Texto 3: Novo Marco Regulatório do Saneamento Básico no Brasil

O Novo Marco Legal do Saneamento Básico, sancionado no dia 15 de julho do corrente ano, sob a égide da Lei nº 14.026 [4], vem sendo discutido de diferentes maneiras desde 2016, quando o ex-presidente Michel Temer começou a adotar medidas neoliberais em seu governo. A Casa Civil da Presidência da República foi responsável, na época, por iniciar essa discussão e formular o primeiro esboço de reforma do setor.

Autores: Equipe NUPS
Thalita Salgado Fagundes (Doutorado PPGSHS EESC/USP)
Thelmo de Carvalho T. Branco Filho (Pós Doutorado IEA – USP)
Tadeu F. Malheiros (coordenação)
Amanda Francieli de Almeida (Doutorado PPGSEA EESC/USP)
Danielly de Andrade M. Freire (Mestrado PPGMPROASAS – FSP/USP)
Heloísa Pimpão Chaves (Doutorado PPGSHS EESC/USP)
Júlia Dedini Felício (Mestrado PPGSEA EESC/USP)
Luís Otávio do Amaral Marques (Mestrado PPGSHS EESC/USP)
Nayara Luciana Jorge (Mestrado PPGSEA EESC/USP)
Rafael Santos Carvalho (Mestrado PPGSHS EESC/USP)

 

O Novo Marco Legal do Saneamento Básico, sancionado no dia 15 de julho do corrente ano, sob a égide da Lei nº 14.026 [4], vem sendo discutido de diferentes maneiras desde 2016, quando o ex-presidente Michel Temer começou a adotar medidas neoliberais em seu governo. A Casa Civil da Presidência da República foi responsável, na época, por iniciar essa discussão e formular o primeiro esboço de reforma do setor. A Medida Provisória nº 844, de 06 de julho de 2018 [5] causou espanto no setor ao ser publicada por suas mudanças emblemáticas, principalmente na mudança da regulação do setor e na indução à participação da iniciativa privada na gestão e operação dos serviços. Fruto das mobilizações e da oposição no Congresso, ou pela morosidade do Legislativo, a MP 844/2018 [5] caducou em 19/11/18, sendo ressuscitada pela Medida Provisória nº 868, em 27/12/2018, culminando por fim no Projeto de Lei nº 4.162/2019 [7] sancionado mês passado pelo presidente. Neste ensaio, pretende-se expor as alterações mais polêmicas e de maior repercussão no setor, e para isso, fez-se uma divisão de acordo com os assuntos abordados: modificações na regulação, na prestação de serviço, dentre elas, a prestação regionalizada e Contratos de Programas. 

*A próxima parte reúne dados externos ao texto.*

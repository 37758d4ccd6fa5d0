//! The farm side of a submission: the management client, the upload
//! progress dialog, and the records handed between them.
//!
//! Both collaborators are external. Client responses are untyped documents
//! and only the fields the submitter needs are read out of them.

use camino::Utf8PathBuf;
use serde::de::DeserializeOwned;
use serde::{Deserialize, Serialize};

use crate::assets::AssetReferences;
use crate::error::{ClientError, TransportError};
use crate::params::ParameterValues;
use crate::template::{JobTemplate, ParameterDefinition};

/// An untyped response document.
pub type Document = serde_json::Map<String, serde_json::Value>;

/// Farm management API, scoped to the calls a submission makes.
pub trait FarmClient {
    fn get_farm(&self, farm_id: &str) -> Result<Document, ClientError>;

    fn get_queue(&self, farm_id: &str, queue_id: &str) -> Result<Document, ClientError>;

    /// Credentials acting as the queue's role, used for asset uploads.
    fn get_queue_user_session(
        &self,
        farm_id: &str,
        queue_id: &str,
        queue_display_name: &str,
    ) -> Result<QueueSession, ClientError>;

    /// Parameters declared by the queue's environments.
    fn queue_parameter_definitions(
        &self,
        farm_id: &str,
        queue_id: &str,
    ) -> Result<Vec<ParameterDefinition>, ClientError>;

    fn create_job(&self, request: &CreateJobRequest<'_>) -> Result<Document, ClientError>;
}

/// Drives the asset upload and reports how it ended. Any background work
/// and user cancellation happen behind this call.
pub trait ProgressDialog {
    fn upload_attachments(&mut self, request: &UploadRequest, manager: &AssetManager) -> UploadOutcome;
}

#[derive(Debug, Clone, PartialEq)]
pub enum UploadOutcome {
    /// Uploaded; carries the attachment manifest for job creation.
    Completed(Document),
    Canceled,
    Failed(String),
}

#[derive(Debug, Clone, PartialEq, Eq, Serialize, Deserialize)]
#[serde(rename_all = "camelCase")]
pub struct JobAttachmentSettings {
    pub s3_bucket_name: String,
    pub root_prefix: String,
}

/// Opaque queue-role session.
#[derive(Debug, Clone, PartialEq)]
pub struct QueueSession {
    pub queue_display_name: String,
    pub credentials: Document,
}

/// Everything the upload manager is constructed with.
#[derive(Debug, Clone, PartialEq)]
pub struct AssetManager {
    pub farm_id: String,
    pub queue_id: String,
    pub settings: JobAttachmentSettings,
    pub session: QueueSession,
}

#[derive(Debug, Clone, PartialEq)]
pub struct UploadRequest {
    pub farm_id: String,
    pub queue_id: String,
    pub storage_profile_id: Option<String>,
    pub bundle_dir: Utf8PathBuf,
    pub asset_references: AssetReferences,
    pub auto_accept: bool,
}

#[derive(Debug, Clone, Copy, Serialize)]
#[serde(rename_all = "camelCase")]
pub struct CreateJobRequest<'a> {
    pub farm_id: &'a str,
    pub queue_id: &'a str,
    #[serde(skip_serializing_if = "Option::is_none")]
    pub storage_profile_id: Option<&'a str>,
    pub template: &'a JobTemplate,
    pub parameter_values: &'a ParameterValues,
    pub attachments: &'a Document,
}

/// Reads a required string field of a `call` response.
pub fn string_field(
    document: &Document,
    call: &'static str,
    field: &'static str,
) -> Result<String, TransportError> {
    match document.get(field) {
        Some(serde_json::Value::String(value)) => Ok(value.clone()),
        Some(_) => Err(TransportError::MalformedField {
            call,
            field,
            source: <serde_json::Error as serde::de::Error>::custom("expected a string"),
        }),
        None => Err(TransportError::MissingField { call, field }),
    }
}

/// Reads a required structured field of a `call` response.
pub fn typed_field<T>(
    document: &Document,
    call: &'static str,
    field: &'static str,
) -> Result<T, TransportError>
where
    T: DeserializeOwned,
{
    let value = document
        .get(field)
        .ok_or(TransportError::MissingField { call, field })?;

    T::deserialize(value).map_err(|source| TransportError::MalformedField { call, field, source })
}

#[cfg(test)]
mod tests {
    use pretty_assertions::assert_eq;
    use serde_json::json;

    use super::*;

    fn document(value: serde_json::Value) -> Document {
        match value {
            serde_json::Value::Object(map) => map,
            _ => panic!("not an object"),
        }
    }

    #[test]
    fn test_string_field() {
        let doc = document(json!({"displayName": "Main", "count": 3}));

        assert_eq!(string_field(&doc, "get_queue", "displayName").unwrap(), "Main");
        assert!(matches!(
            string_field(&doc, "get_queue", "missing"),
            Err(TransportError::MissingField { field: "missing", .. })
        ));
        assert!(matches!(
            string_field(&doc, "get_queue", "count"),
            Err(TransportError::MalformedField { field: "count", .. })
        ));
    }

    #[test]
    fn test_typed_field() {
        let doc = document(json!({
            "jobAttachmentSettings": {"s3BucketName": "bucket", "rootPrefix": "root", "extra": 1},
            "broken": {"s3BucketName": 5},
        }));

        let settings: JobAttachmentSettings =
            typed_field(&doc, "get_queue", "jobAttachmentSettings").unwrap();
        assert_eq!(
            settings,
            JobAttachmentSettings {
                s3_bucket_name: "bucket".into(),
                root_prefix: "root".into(),
            }
        );

        let broken: Result<JobAttachmentSettings, _> = typed_field(&doc, "get_queue", "broken");
        assert!(matches!(broken, Err(TransportError::MalformedField { .. })));
    }
}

A Lei nº 11.445/2007 [3] não foi substituída, e sim alterada pela Lei nº 14.026/2020 [4], e continua estabelecendo diretrizes nacionais para saneamento básico. No aspecto regulatório, atualmente, o Brasil possui diversas entidades reguladoras, que atuam em diferentes níveis (municipal, regional, estadual), cada qual com suas normativas econômico-financeiras, técnicas e operacionais. A Associação Brasileira de Agências de Regulação criou a Câmara Técnica de Saneamento no intuito de aprofundar discussões das metodologias adotadas Brasil afora. Mesmo assim, as agências ainda atuam com independência umas das outras na criação de suas normas. Ainda que a escolha do ente regulador seja do titular dos serviços (Poder Executivo Municipal), o Artigo 24 da Lei nº 11.445/2007 [3] permite que a prestação regionalizada seja regulada por um ente só, como ocorre nos municípios onde a SABESP presta os serviços, que têm a ARSESP como reguladora. Quando a prestação dos serviços de saneamento é realizada por empresas privadas, não funciona da mesma maneira, já que não se entende como prestação de serviços regionalizada. Logo, uma mesma empresa privada pode ser regulada por diferentes entidades reguladoras se possuir, por exemplo, Concessões em Estados diferentes, ou municípios cujos prefeitos escolheram entes reguladores diversos.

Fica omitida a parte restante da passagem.